WORK ORDER
The full set of entries needs to be reproduced exactly.

ENTRIES PROVIDED
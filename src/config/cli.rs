use crate::config::toml_config::AppConfig;
use clap::Parser;

#[derive(Debug, Clone, Parser)]
#[command(name = "mail-batch")]
#[command(about = "Validate a list of email addresses as a pausable batch job")]
pub struct CliConfig {
    /// File with one email address per line
    pub input: String,

    /// Path to TOML configuration file
    #[arg(short, long)]
    pub config: Option<String>,

    #[arg(long, default_value = "cli")]
    pub job_id: String,

    /// Directory for per-category export files
    #[arg(long)]
    pub output_path: Option<String>,

    /// Export format: lines or csv
    #[arg(long)]
    pub format: Option<String>,

    /// Remove duplicate addresses before checking
    #[arg(long)]
    pub dedup: bool,

    #[arg(long, value_delimiter = ',')]
    pub allowed_domains: Vec<String>,

    /// Per-address check timeout in seconds (0 disables)
    #[arg(long)]
    pub check_timeout: Option<u64>,

    #[arg(long)]
    pub item_delay_ms: Option<u64>,

    #[arg(short, long, help = "Enable verbose output")]
    pub verbose: bool,
}

impl CliConfig {
    /// 命令列參數覆蓋設定檔
    pub fn apply_overrides(&self, config: &mut AppConfig) {
        if let Some(output_path) = &self.output_path {
            config.export.output_path = output_path.clone();
        }
        if let Some(format) = &self.format {
            config.export.format = format.clone();
        }
        if self.dedup {
            config.source.dedup = true;
        }
        if !self.allowed_domains.is_empty() {
            config.checker.allowed_domains = self.allowed_domains.clone();
        }
        if let Some(timeout) = self.check_timeout {
            config.orchestrator.check_timeout_seconds = timeout;
        }
        if let Some(delay) = self.item_delay_ms {
            config.orchestrator.item_delay_ms = delay;
        }
        if self.verbose {
            config.logging.verbose = true;
        }
    }
}

#[cfg(test)]
mod tests {
    use super::*;

    #[test]
    fn test_overrides_replace_file_values() {
        let cli = CliConfig::parse_from([
            "mail-batch",
            "emails.txt",
            "--dedup",
            "--format",
            "csv",
            "--allowed-domains",
            "gmail.com,example.com",
            "--check-timeout",
            "0",
        ]);
        let mut config = AppConfig::default();

        cli.apply_overrides(&mut config);

        assert_eq!(cli.input, "emails.txt");
        assert_eq!(cli.job_id, "cli");
        assert!(config.source.dedup);
        assert_eq!(config.export.format, "csv");
        assert_eq!(config.checker.allowed_domains, vec!["gmail.com", "example.com"]);
        assert!(config.orchestrator_settings().check_timeout.is_none());
        assert_eq!(config.export.output_path, "./downloads");
    }
}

EXERCISE RESULT
filename src/config/cli.rs
use crate::config::toml_config::AppConfig;
use clap::Parser;

#[derive(Debug, Clone, Parser)]
#[command(name = "mail-batch")]
#[command(about = "Validate a list of email addresses as a pausable batch job")]
pub struct CliConfig {
    /// File with one email address per line
    pub input: String,

    /// Path to TOML configuration file
    #[arg(short, long)]
    pub config: Option<String>,

    #[arg(long, default_value = "cli")]
    pub job_id: String,

    /// Directory for per-category export files
    #[arg(long)]
    pub output_path: Option<String>,

    /// Export format: lines or csv
    #[arg(long)]
    pub format: Option<String>,

    /// Remove duplicate addresses before checking
    #[arg(long)]
    pub dedup: bool,

    #[arg(long, value_delimiter = ',')]
    pub allowed_domains: Vec<String>,

    /// Per-address check timeout in seconds (0 disables)
    #[arg(long)]
    pub check_timeout: Option<u64>,

    #[arg(long)]
    pub item_delay_ms: Option<u64>,

    #[arg(short, long, help = "Enable verbose output")]
    pub verbose: bool,
}

impl CliConfig {
    /// 命令列參數覆蓋設定檔
    pub fn apply_overrides(&self, config: &mut AppConfig) {
        if let Some(output_path) = &self.output_path {
            config.export.output_path = output_path.clone();
        }
        if let Some(format) = &self.format {
            config.export.format = format.clone();
        }
        if self.dedup {
            config.source.dedup = true;
        }
        if !self.allowed_domains.is_empty() {
            config.checker.allowed_domains = self.allowed_domains.clone();
        }
        if let Some(timeout) = self.check_timeout {
            config.orchestrator.check_timeout_seconds = timeout;
        }
        if let Some(delay) = self.item_delay_ms {
            config.orchestrator.item_delay_ms = delay;
        }
        if self.verbose {
            config.logging.verbose = true;
        }
    }
}

#[cfg(test)]
mod tests {
    use super::*;

    #[test]
    fn test_overrides_replace_file_values() {
        let cli = CliConfig::parse_from([
            "mail-batch",
            "emails.txt",
            "--dedup",
            "--format",
            "csv",
            "--allowed-domains",
            "gmail.com,example.com",
            "--check-timeout",
            "0",
        ]);
        let mut config = AppConfig::default();

        cli.apply_overrides(&mut config);

        assert_eq!(cli.input, "emails.txt");
        assert_eq!(cli.job_id, "cli");
        assert!(config.source.dedup);
        assert_eq!(config.export.format, "csv");
        assert_eq!(config.checker.allowed_domains, vec!["gmail.com", "example.com"]);
        assert!(config.orchestrator_settings().check_timeout.is_none());
        assert_eq!(config.export.output_path, "./downloads");
    }
}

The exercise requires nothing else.